Rushell Farm, Stanford Dingley
Every year Rushell Farm opens up its woodland for beautiful bluebell walks in aid of Reading MS Society. The spring strolls start from the impressive Rushall Manor and take you on a variety of walks on ‘permitted paths’ that vary in length from a dedicated 5 miles down to a short, ‘wheelchair friendly’ circuit.
Pope’s Meadow, Binfield
Pope’s Meadow, named after Binfield’s most famous resident – the 18th-century poet and philosopher Alexander Pope, is a Green Flag Award-winning site and has a small wooded copse full of bluebells. You never know, it might even inspire you to write poetry too. At Binfield Road in Bracknell are The Three Copses (Temple Copse, Tinker’s Copse and Jock’s Copse ) – hazel coppice woodlands full of bluebells with a handy circular walk through them.
Moor Copse, Tidmarsh
Moor Copse in Tidmarsh (between Theale and Pangbourne) is an area of tranquil woodland surround by a patchwork of meadows and pastures set in the heart of the Pang Valley. No guided walks this year, but you’ll see bluebells, early purple orchids and cowslips at their very best. It’s a 2-mile stroll, but the paths can get a bit muddy in places.

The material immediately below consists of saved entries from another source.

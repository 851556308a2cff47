use clap::Parser;
use contact_book::app::render::{render, save_view};
use contact_book::core::{ConfigProvider, ContactSource};
use contact_book::utils::error::ErrorSeverity;
use contact_book::utils::{logger, validation::Validate};
use contact_book::{
    BookConfig, BuiltinSource, CliConfig, ContactBook, FileSource, LocalStorage, OutputFormat,
    Result, Session,
};
use std::path::Path;

#[tokio::main]
async fn main() {
    let config = CliConfig::parse();

    if config.log_json {
        logger::init_json_logger(config.verbose);
    } else {
        logger::init_cli_logger(config.verbose);
    }

    tracing::debug!("CLI config: {:?}", config);

    let outcome = match config.validate() {
        Ok(()) => dispatch(&config).await,
        Err(e) => Err(e),
    };

    if let Err(e) = outcome {
        tracing::error!(
            "❌ contact-book failed: {} (Category: {:?}, Severity: {:?})",
            e,
            e.category(),
            e.severity()
        );
        eprintln!("❌ {}", e.user_friendly_message());
        eprintln!("💡 {}", e.recovery_suggestion());

        let exit_code = match e.severity() {
            ErrorSeverity::Low => 0,
            ErrorSeverity::Medium => 2,
            ErrorSeverity::High => 1,
            ErrorSeverity::Critical => 3,
        };
        if exit_code > 0 {
            std::process::exit(exit_code);
        }
    }
}

async fn dispatch(config: &CliConfig) -> Result<()> {
    let storage = LocalStorage::default();

    match config.contacts_path() {
        Some(path) if is_toml(path) => {
            // A .toml contact book carries its own display defaults; CLI flags win over them.
            let book = BookConfig::from_storage(&storage, path).await?;
            book.validate()?;
            let query = config
                .query
                .clone()
                .unwrap_or_else(|| book.initial_query().to_string());
            let format: OutputFormat = match &config.format {
                Some(format) => format.parse()?,
                None => book.output_format().parse()?,
            };
            run(book, config, &storage, query, format).await
        }
        Some(path) => {
            let source = FileSource::new(storage.clone(), path);
            let format: OutputFormat = config.output_format().parse()?;
            run(source, config, &storage, config.initial_query().to_string(), format).await
        }
        None => {
            let format: OutputFormat = config.output_format().parse()?;
            run(BuiltinSource, config, &storage, config.initial_query().to_string(), format).await
        }
    }
}

async fn run<S: ContactSource>(
    source: S,
    config: &CliConfig,
    storage: &LocalStorage,
    query: String,
    format: OutputFormat,
) -> Result<()> {
    let mut browser = ContactBook::new(source).load().await?;
    browser.set_query(query);

    if let Some(position) = config.open {
        if browser.select_at(position).is_none() {
            tracing::warn!(
                "No contact at position {} ({} visible)",
                position,
                browser.visible_count()
            );
        }
    }

    if config.interactive {
        let stdin = std::io::stdin();
        let mut stdout = std::io::stdout();
        Session::new(&mut browser, format).run(stdin.lock(), &mut stdout)?;
    } else {
        print!("{}", render(&browser, format)?);
    }

    // In interactive mode this is the view the session ended on.
    if let Some(output) = &config.output {
        save_view(storage, output, &browser, format).await?;
    }

    Ok(())
}

fn is_toml(path: &str) -> bool {
    Path::new(path)
        .extension()
        .and_then(|ext| ext.to_str())
        .is_some_and(|ext| ext.eq_ignore_ascii_case("toml"))
}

Warburg Nature Reserve, Henley
If you live near to Warburg Nature Reserve in Henley, you’re in for a treat. The reserve is carpeted in bluebells and wildflowers at this time of the year. The perfect antidote to lockdown.
Bowdown Woods, Newbury
Bowdown Woods just south of Newbury is a magical ancient wood that stretches from the vast heathland at Greenham Common down to the River Kennet and is full of hidden valleys, sunny glades and patches of heathland with bluebells at every turn. The Wildlife Walk takes in some damp clay areas on the lower slopes and steep climb up to the higher, drier ground.
Ferneygrove Farm, Bracknell
Fernygrove Farm‘s usually open their ancient bluebell woods to the public from mid-April (10am-3pm). Drift around the sea of blue in your own time – it takes about 45mins to walk around. It’s a bit rough and uneven in places not particularly suitable for pushchairs or wheelchairs.
Bit of a hidden gem and a little off the beaten track… largely because it’s in Wilts. Eek. I know, I’m playing fast and loose with the county lines, but in fairness, this pretty bluebell loop takes you from Chilton Foliat into Hungerford and back (if you fancy) or you can just meet the driver in the local pub.
Also worth visiting: Chazey Wood, within the Mapledurham estate. Highwood, Woodley with its mixture of lowland woodland and heathland which used to be part of the grounds of Woodley Lodge. The Coombe, Streatley, has an abundance of bluebells in the spring. Clayfield Copse, Caversham has a lovely woodland walk suitable for buggies and wheelchairs.
Every year when I write about bluebell hotspots I receive a flurry of messages about the ones I’ve forgotten. Aside from the places that are closed, have I finally nailed the list this year, I wonder? Please let me know if there are any omissions!